These days I have been talking with my Venezuelan friend about the education of our children, we are both worried about some bad behavior that children have at times. We are concerned about certain behaviors and we wondered if we were to blame for these attitudes. After all, although children have their own personalities, they act on what they see or hear. Children are sponges, they learn from what they live.
Wanting to educate children as well as possible, parents make mistakes and I admit that I was wrong. I try to do the best I can, but I don't always succeed. I do not fit into the permissive mother model, perhaps I tend more to be strict than not authoritarian. In any case, my intention is always to be moderate, to be in the middle. This led me to wonder about the ideal parent-child relationship. Should we be our children's parents' friends? Is it better to put distance and respect us? Which educational model is better: the permissive or the authoritarian?

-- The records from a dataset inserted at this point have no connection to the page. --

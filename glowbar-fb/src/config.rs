/// Host settings from the environment.
///
/// `GLOWBAR_FB`            framebuffer device (default `/dev/fb0`)
/// `GLOWBAR_FONT`          font file for the labels (default: first match in
///                         [`DEFAULT_FONTS`])
/// `GLOWBAR_HEADLESS_DIR`  write PNG frames here instead of the framebuffer
/// `GLOWBAR_FPS`           target frame rate (default 60)
/// `GLOWBAR_WIDTH`/`GLOWBAR_HEIGHT`  headless frame size (default 640x360)
/// `GLOWBAR_LOG`           log level (default `info`)

use std::path::PathBuf;

use tracing::{warn, Level};

pub const DEFAULT_FONTS: &[&str] = &[
    "/System/Library/Fonts/SFNSRounded.ttf",
    "/usr/share/fonts/truetype/dejavu/DejaVuSans.ttf",
    "/usr/share/fonts/TTF/DejaVuSans.ttf",
    "/usr/share/fonts/dejavu/DejaVuSans.ttf",
    "/usr/share/fonts/truetype/liberation/LiberationSans-Regular.ttf",
];

#[derive(Clone, Debug, PartialEq)]
pub enum OutputTarget {
    Framebuffer(PathBuf),
    Headless {
        dir: PathBuf,
        width: u32,
        height: u32,
    },
}

#[derive(Clone, Debug, PartialEq)]
pub struct HostConfig {
    pub output: OutputTarget,
    /// Candidate font files, tried in order.
    pub fonts: Vec<PathBuf>,
    pub fps: u32,
}

impl HostConfig {
    pub fn from_env() -> Self {
        Self::from_lookup(|key| std::env::var(key).ok())
    }

    /// Build from any key lookup; `from_env` passes the process environment.
    pub fn from_lookup(get: impl Fn(&str) -> Option<String>) -> Self {
        let fps = parse_or(&get, "GLOWBAR_FPS", 60).clamp(1, 240);

        let output = match get("GLOWBAR_HEADLESS_DIR") {
            Some(dir) if !dir.is_empty() => OutputTarget::Headless {
                dir: PathBuf::from(dir),
                width: parse_or(&get, "GLOWBAR_WIDTH", 640).max(1),
                height: parse_or(&get, "GLOWBAR_HEIGHT", 360).max(1),
            },
            _ => OutputTarget::Framebuffer(PathBuf::from(
                get("GLOWBAR_FB").unwrap_or_else(|| "/dev/fb0".to_string()),
            )),
        };

        let fonts = match get("GLOWBAR_FONT") {
            Some(path) if !path.is_empty() => vec![PathBuf::from(path)],
            _ => DEFAULT_FONTS.iter().map(PathBuf::from).collect(),
        };

        Self { output, fonts, fps }
    }
}

/// Read before the subscriber exists, so bad values fall back silently.
pub fn log_level_from_env() -> Level {
    parse_level(std::env::var("GLOWBAR_LOG").ok())
}

fn parse_level(raw: Option<String>) -> Level {
    raw.and_then(|level| level.trim().parse().ok())
        .unwrap_or(Level::INFO)
}

fn parse_or(get: &impl Fn(&str) -> Option<String>, key: &str, default: u32) -> u32 {
    match get(key) {
        Some(raw) => raw.trim().parse().unwrap_or_else(|_| {
            warn!("{key}={raw:?} is not a number, using {default}");
            default
        }),
        None => default,
    }
}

Too many questions, so I turned to Silvia Álava, child psychologist and collaborator of our site, to find out her opinion about the ideal relationship between parents and children, about what is the best way to educate them. The answer was clear: the parents' education style must be balanced.
When parents are balanced and have clear rules to follow and limits to be set, they are able to transmit them to children in a positive way and children acquire those rules and limits.

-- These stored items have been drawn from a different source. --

/// Linux framebuffer output: open the fbdev node, query geometry, mmap, blit.

use std::fs::{File, OpenOptions};
use std::num::NonZeroUsize;
use std::os::unix::io::AsRawFd;
use std::path::Path;
use std::ptr::NonNull;

use nix::sys::mman::{mmap, munmap, MapFlags, ProtFlags};
use tracing::info;

use crate::error::{HostError, Result};

/// Framebuffer screen info (from FBIOGET_VSCREENINFO / FBIOGET_FSCREENINFO).
#[derive(Debug, Clone)]
pub struct ScreenInfo {
    pub width: u32,
    pub height: u32,
    pub stride: u32, // bytes per line
    pub bpp: u32,    // bits per pixel
}

// Linux framebuffer ioctls
const FBIOGET_VSCREENINFO: libc::c_int = 0x4600;
const FBIOGET_FSCREENINFO: libc::c_int = 0x4602;

#[repr(C)]
#[derive(Default)]
struct FbVarScreenInfo {
    xres: u32,
    yres: u32,
    xres_virtual: u32,
    yres_virtual: u32,
    xoffset: u32,
    yoffset: u32,
    bits_per_pixel: u32,
    grayscale: u32,
    red: FbBitfield,
    green: FbBitfield,
    blue: FbBitfield,
    transp: FbBitfield,
    nonstd: u32,
    activate: u32,
    height: u32,
    width: u32,
    accel_flags: u32,
    // timing fields
    pixclock: u32,
    left_margin: u32,
    right_margin: u32,
    upper_margin: u32,
    lower_margin: u32,
    hsync_len: u32,
    vsync_len: u32,
    sync: u32,
    vmode: u32,
    rotate: u32,
    colorspace: u32,
    reserved: [u32; 4],
}

#[repr(C)]
#[derive(Default)]
struct FbBitfield {
    offset: u32,
    length: u32,
    msb_right: u32,
}

#[repr(C)]
#[derive(Default)]
struct FbFixScreenInfo {
    id: [u8; 16],
    smem_start: libc::c_ulong,
    smem_len: u32,
    fb_type: u32,
    type_aux: u32,
    visual: u32,
    xpanstep: u16,
    ypanstep: u16,
    ywrapstep: u16,
    line_length: u32,
    mmio_start: libc::c_ulong,
    mmio_len: u32,
    accel: u32,
    capabilities: u16,
    reserved: [u16; 2],
}

pub struct Framebuffer {
    _file: File,
    fb_ptr: *mut u8,
    fb_len: usize,
    pub info: ScreenInfo,
    /// Last frame written, in framebuffer byte order.
    prev_frame: Vec<u8>,
    scratch: Vec<u8>,
}

impl Framebuffer {
    pub fn open(path: &Path) -> Result<Self> {
        let file = OpenOptions::new()
            .read(true)
            .write(true)
            .open(path)
            .map_err(|source| HostError::Open {
                path: path.display().to_string(),
                source,
            })?;

        let fd = file.as_raw_fd();

        let mut vinfo = FbVarScreenInfo::default();
        let ret = unsafe { libc::ioctl(fd, FBIOGET_VSCREENINFO as _, &mut vinfo as *mut _) };
        if ret < 0 {
            return Err(HostError::Ioctl {
                request: "FBIOGET_VSCREENINFO",
                source: std::io::Error::last_os_error(),
            });
        }

        let mut finfo = FbFixScreenInfo::default();
        let ret = unsafe { libc::ioctl(fd, FBIOGET_FSCREENINFO as _, &mut finfo as *mut _) };
        if ret < 0 {
            return Err(HostError::Ioctl {
                request: "FBIOGET_FSCREENINFO",
                source: std::io::Error::last_os_error(),
            });
        }

        let info = ScreenInfo {
            width: vinfo.xres,
            height: vinfo.yres,
            stride: finfo.line_length,
            bpp: vinfo.bits_per_pixel,
        };
        if info.bpp != 32 {
            return Err(HostError::UnsupportedDepth(info.bpp));
        }

        let fb_len = (finfo.line_length * vinfo.yres) as usize;
        let len = NonZeroUsize::new(fb_len).ok_or(HostError::EmptyFramebuffer)?;

        let fb_nonnull = unsafe {
            mmap(
                None,
                len,
                ProtFlags::PROT_READ | ProtFlags::PROT_WRITE,
                MapFlags::MAP_SHARED,
                &file,
                0,
            )?
        };
        let fb_ptr = fb_nonnull.as_ptr() as *mut u8;

        info!(
            path = %path.display(),
            width = info.width,
            height = info.height,
            bpp = info.bpp,
            stride = info.stride,
            "framebuffer opened"
        );

        Ok(Self {
            _file: file,
            fb_ptr,
            fb_len,
            info,
            // init different so the first frame is written
            prev_frame: vec![0xFF; fb_len],
            scratch: vec![0; fb_len],
        })
    }

    pub fn width(&self) -> u32 {
        self.info.width
    }

    pub fn height(&self) -> u32 {
        self.info.height
    }

    /// Blit a tightly packed RGBA frame (`width * 4` bytes per row).
    /// Skips the write when the frame is unchanged.
    pub fn present(&mut self, rgba: &[u8]) {
        let stride = self.info.stride as usize;
        let row_bytes = (self.info.width as usize * 4).min(stride);
        swizzle_rows(rgba, &mut self.scratch, self.info.width as usize * 4, stride, row_bytes);

        if self.scratch == self.prev_frame {
            return;
        }

        let dst = unsafe { std::slice::from_raw_parts_mut(self.fb_ptr, self.fb_len) };
        dst.copy_from_slice(&self.scratch);
        std::mem::swap(&mut self.prev_frame, &mut self.scratch);
    }
}

/// RGBA rows → BGRA rows at the framebuffer stride.
fn swizzle_rows(src: &[u8], dst: &mut [u8], src_stride: usize, dst_stride: usize, row_bytes: usize) {
    if src_stride == 0 || dst_stride == 0 {
        return;
    }
    for (src_row, dst_row) in src.chunks(src_stride).zip(dst.chunks_mut(dst_stride)) {
        let n = row_bytes.min(src_row.len()).min(dst_row.len());
        for (s, d) in src_row[..n].chunks_exact(4).zip(dst_row[..n].chunks_exact_mut(4)) {
            d[0] = s[2]; // B
            d[1] = s[1]; // G
            d[2] = s[0]; // R
            d[3] = s[3]; // A
        }
    }
}

impl Drop for Framebuffer {
    fn drop(&mut self) {
        if self.fb_len > 0 {
            if let Some(nn) = NonNull::new(self.fb_ptr as *mut libc::c_void) {
                unsafe {
                    let _ = munmap(nn, self.fb_len);
                }
            }
        }
    }
}
use glowbar::glyph::{GlyphMetrics, Symbol};
use glowbar::{layout_percentage, measure_percentage, render_percentage, Color, FillTarget, GlyphConfig};

#[derive(Default)]
struct Canvas {
    rects: Vec<(f32, f32, f32, f32, Color)>,
}

impl FillTarget for Canvas {
    fn fill_rect(&mut self, x: f32, y: f32, w: f32, h: f32, color: Color) {
        self.rects.push((x, y, w, h, color));
    }
}

fn draw(value: i32) -> Canvas {
    let mut canvas = Canvas::default();
    render_percentage(&mut canvas, (320.0, 170.0), value, 1.6, Color::WHITE, &GlyphConfig::default());
    canvas
}

#[test]
fn zero_is_digit_then_percent_centred() {
    let cfg = GlyphConfig::default();
    let layout = layout_percentage((320.0, 170.0), 0, 1.6, &cfg);
    let symbols: Vec<Symbol> = layout.glyphs.iter().map(|(s, _)| *s).collect();
    assert_eq!(symbols, vec![Symbol::Digit(0), Symbol::Percent]);

    let m = layout.metrics;
    let left = layout.glyphs[0].1;
    let right = layout.glyphs[1].1 + m.glyph_width;
    assert!(((left + right) / 2.0 - 320.0).abs() < 1e-3);

    let canvas = draw(0);
    // 12 cells for "0", 5 for "%"
    assert_eq!(canvas.rects.len(), 17);
    assert!(canvas.rects.iter().all(|r| r.2 == m.pixel_size && r.3 == m.pixel_size));
    assert!(canvas.rects.iter().all(|r| r.1 >= 170.0));
}

#[test]
fn hundred_uses_three_digits_and_documented_width() {
    let cfg = GlyphConfig::default();
    let layout = layout_percentage((0.0, 0.0), 100, 2.0, &cfg);
    let symbols: Vec<Symbol> = layout.glyphs.iter().map(|(s, _)| *s).collect();
    assert_eq!(
        symbols,
        vec![Symbol::Digit(1), Symbol::Digit(0), Symbol::Digit(0), Symbol::Percent]
    );

    let m = GlyphMetrics::new(2.0, &cfg);
    let expected = 3.0 * (m.glyph_width + m.spacing) + m.glyph_width;
    assert!((layout.total_width - expected).abs() < 1e-4);
    assert_eq!(measure_percentage(100, 2.0, &cfg), layout.total_width);
    assert!((layout.glyphs[0].1 + expected / 2.0).abs() < 1e-4);
    for pair in layout.glyphs.windows(2) {
        assert!((pair[1].1 - pair[0].1 - m.advance()).abs() < 1e-4);
    }

    // 5 + 12 + 12 + 5
    let mut canvas = Canvas::default();
    render_percentage(&mut canvas, (0.0, 0.0), 100, 2.0, Color::WHITE, &cfg);
    assert_eq!(canvas.rects.len(), 34);
}

#[test]
fn out_of_range_values_are_clamped() {
    assert_eq!(draw(-5).rects, draw(0).rects);
    assert_eq!(draw(150).rects, draw(100).rects);
    assert_eq!(draw(i32::MIN).rects, draw(0).rects);
}

#[test]
fn colour_is_passed_through() {
    let teal = Color::rgba(1, 2, 3, 4);
    let mut canvas = Canvas::default();
    render_percentage(&mut canvas, (10.0, 10.0), 57, 1.0, teal, &GlyphConfig::default());
    assert!(!canvas.rects.is_empty());
    assert!(canvas.rects.iter().all(|r| r.4 == teal));
}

The psychologist explained that the permissive style of education, in which there are no rules, no limits and children can do whatever they want is not suitable for children. Permissive parents are raising children who cannot tolerate frustration because no one has ever said no to them. They are children who do not have a security model in their parents, they cannot trust their parents, because they think that they are stronger and have more power within the family environment.
Silvia Álava explained to us that "it is very important to establish that parenting model where there are clear guidelines, clear limits, and very clear rules and that parents are figures of trust and security. That does not mean that it has to be a style authoritarian, far from it. " Our pedagogue explained it to us clearly: it is as bad to be excessively authoritarian as it is excessively permissive.